The string "Duration" may appear on lines of the entries below; report how many such lines there are, and only that.

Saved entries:
= Beginning of Section =

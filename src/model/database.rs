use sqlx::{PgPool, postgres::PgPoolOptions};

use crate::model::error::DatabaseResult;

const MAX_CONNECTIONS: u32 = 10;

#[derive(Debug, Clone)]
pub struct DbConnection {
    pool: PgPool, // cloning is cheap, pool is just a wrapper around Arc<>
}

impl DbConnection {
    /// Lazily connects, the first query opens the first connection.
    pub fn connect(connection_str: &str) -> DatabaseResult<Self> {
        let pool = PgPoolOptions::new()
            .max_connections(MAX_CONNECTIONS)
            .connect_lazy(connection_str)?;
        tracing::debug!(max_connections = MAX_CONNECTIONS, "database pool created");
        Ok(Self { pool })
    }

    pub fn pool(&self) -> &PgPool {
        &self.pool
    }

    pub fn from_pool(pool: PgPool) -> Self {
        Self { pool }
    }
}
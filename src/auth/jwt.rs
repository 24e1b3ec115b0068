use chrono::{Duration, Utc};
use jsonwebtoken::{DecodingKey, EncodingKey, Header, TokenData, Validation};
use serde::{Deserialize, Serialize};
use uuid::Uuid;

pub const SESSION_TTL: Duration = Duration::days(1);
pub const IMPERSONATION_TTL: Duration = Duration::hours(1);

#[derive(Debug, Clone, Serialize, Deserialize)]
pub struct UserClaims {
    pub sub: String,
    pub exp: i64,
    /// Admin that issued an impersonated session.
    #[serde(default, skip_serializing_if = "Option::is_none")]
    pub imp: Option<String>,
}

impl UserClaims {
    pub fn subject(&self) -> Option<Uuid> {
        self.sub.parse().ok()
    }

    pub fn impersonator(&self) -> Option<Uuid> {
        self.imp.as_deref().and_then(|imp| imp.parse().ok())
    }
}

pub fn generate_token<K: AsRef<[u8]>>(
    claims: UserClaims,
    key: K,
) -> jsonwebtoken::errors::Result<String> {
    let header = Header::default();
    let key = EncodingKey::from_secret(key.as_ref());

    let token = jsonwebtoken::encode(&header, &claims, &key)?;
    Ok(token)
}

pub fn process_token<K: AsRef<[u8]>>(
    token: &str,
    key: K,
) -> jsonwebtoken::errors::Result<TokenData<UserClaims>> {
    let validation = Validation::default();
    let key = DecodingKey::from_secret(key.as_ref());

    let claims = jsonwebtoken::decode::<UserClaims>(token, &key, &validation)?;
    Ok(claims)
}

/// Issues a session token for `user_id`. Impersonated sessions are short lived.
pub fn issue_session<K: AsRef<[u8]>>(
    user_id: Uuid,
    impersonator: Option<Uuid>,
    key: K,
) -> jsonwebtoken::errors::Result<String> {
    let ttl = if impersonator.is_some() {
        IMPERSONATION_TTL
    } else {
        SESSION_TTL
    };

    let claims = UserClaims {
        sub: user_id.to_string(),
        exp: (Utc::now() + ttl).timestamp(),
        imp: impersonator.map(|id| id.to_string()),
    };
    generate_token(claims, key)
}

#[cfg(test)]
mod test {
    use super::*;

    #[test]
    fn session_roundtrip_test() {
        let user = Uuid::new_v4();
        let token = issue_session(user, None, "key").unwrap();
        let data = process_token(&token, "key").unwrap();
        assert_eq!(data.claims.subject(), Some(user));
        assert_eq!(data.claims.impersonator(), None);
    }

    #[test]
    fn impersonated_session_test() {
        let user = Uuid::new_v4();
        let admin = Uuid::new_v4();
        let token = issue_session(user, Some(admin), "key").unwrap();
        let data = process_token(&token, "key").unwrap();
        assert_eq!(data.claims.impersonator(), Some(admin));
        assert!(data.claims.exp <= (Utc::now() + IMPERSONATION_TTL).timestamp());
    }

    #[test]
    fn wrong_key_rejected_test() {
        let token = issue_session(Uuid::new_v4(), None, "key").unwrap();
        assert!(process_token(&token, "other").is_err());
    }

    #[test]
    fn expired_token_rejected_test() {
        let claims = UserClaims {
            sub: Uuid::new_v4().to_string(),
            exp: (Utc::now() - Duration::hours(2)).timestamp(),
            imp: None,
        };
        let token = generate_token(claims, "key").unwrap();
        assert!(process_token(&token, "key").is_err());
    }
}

= End of Section =

RESULT FOR THIS TASK: 4